From the records, return each line that has the word "serde" in it.
***** Exercise materials
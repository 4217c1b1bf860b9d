use std::time::Duration;

use anyhow::{Result, bail};
use serde::{Deserialize, Serialize};

use crate::core::serial::{
    DEFAULT_BAUD_RATE, DEFAULT_DEVICE_PATH, OPEN_TIMEOUT_MS, QUICK_CLOSE_THRESHOLD_MS,
    RECONNECT_DELAY_MS, SETTLE_DELAY_MS, WRITE_TIMEOUT_MS,
};

#[derive(Debug, Clone, PartialEq, Serialize, Deserialize)]
#[serde(default)]
pub struct DispenserConfig {
    /// Serial device of the dispenser, e.g. `/dev/ttyACM0` or `COM3`
    pub device_path: String,

    /// Baud rate the firmware listens on
    pub baud_rate: u32,

    /// Fixed delay between reconnect attempts. Reconnects never give up.
    pub reconnect_delay_ms: u64,

    /// Grace period after open before queued commands are replayed
    pub settle_delay_ms: u64,

    /// Closes sooner than this after open are logged as a likely board reset
    pub quick_close_threshold_ms: u64,

    pub open_timeout_ms: u64,

    /// Applies to each write and to each flush
    pub write_timeout_ms: u64,

    /// Upper bound on pending commands. `None` keeps the queue unbounded.
    pub queue_capacity: Option<usize>,
}

impl Default for DispenserConfig {
    fn default() -> Self {
        DispenserConfig {
            device_path: DEFAULT_DEVICE_PATH.to_string(),
            baud_rate: DEFAULT_BAUD_RATE,
            reconnect_delay_ms: RECONNECT_DELAY_MS,
            settle_delay_ms: SETTLE_DELAY_MS,
            quick_close_threshold_ms: QUICK_CLOSE_THRESHOLD_MS,
            open_timeout_ms: OPEN_TIMEOUT_MS,
            write_timeout_ms: WRITE_TIMEOUT_MS,
            queue_capacity: None,
        }
    }
}

impl DispenserConfig {
    /// Rejects values the connection manager cannot run with
    pub fn validate(&self) -> Result<()> {
        if self.device_path.trim().is_empty() {
            bail!("Dispenser device path must not be empty");
        }
        if self.baud_rate == 0 {
            bail!("Dispenser baud rate must be greater than zero");
        }
        if self.reconnect_delay_ms == 0 {
            bail!("Reconnect delay must be greater than zero");
        }
        if self.open_timeout_ms == 0 || self.write_timeout_ms == 0 {
            bail!("Open and write timeouts must be greater than zero");
        }
        if self.queue_capacity == Some(0) {
            bail!("Queue capacity must be greater than zero; omit it for an unbounded queue");
        }
        Ok(())
    }

    pub fn reconnect_delay(&self) -> Duration {
        Duration::from_millis(self.reconnect_delay_ms)
    }

    pub fn settle_delay(&self) -> Duration {
        Duration::from_millis(self.settle_delay_ms)
    }

    pub fn quick_close_threshold(&self) -> Duration {
        Duration::from_millis(self.quick_close_threshold_ms)
    }

    pub fn open_timeout(&self) -> Duration {
        Duration::from_millis(self.open_timeout_ms)
    }

    pub fn write_timeout(&self) -> Duration {
        Duration::from_millis(self.write_timeout_ms)
    }
}
//! Application state management
//! This module defines and manages the application state shared by the
//! caller-facing commands.

use std::sync::Arc;

use log::info;

use crate::config::AppConfig;
use crate::core::serial::{DeviceConnector, SerialConnector};
use crate::core::{ConnectionManager, DispenserHandle};

/// Application state
pub struct AppState {
    /// Handle to the dispenser connection manager
    pub dispenser: DispenserHandle,
    pub config: AppConfig,
}

impl AppState {
    /// Creates the state and starts connecting to the dispenser's serial port.
    /// Must be called from within a tokio runtime.
    pub fn new(config: AppConfig) -> Self {
        Self::with_connector(config, Arc::new(SerialConnector::new()))
    }

    /// Creates the state on top of any device transport
    pub fn with_connector(config: AppConfig, connector: Arc<dyn DeviceConnector>) -> Self {
        info!("Initializing dispenser connection manager...");
        let dispenser = ConnectionManager::spawn(&config.dispenser, connector);
        Self { dispenser, config }
    }

    /// Gets a clone of the dispenser handle
    pub fn dispenser_handle(&self) -> DispenserHandle {
        self.dispenser.clone()
    }
}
**********
### Solution
use serde::{Deserialize, Serialize};
#[serde(default)]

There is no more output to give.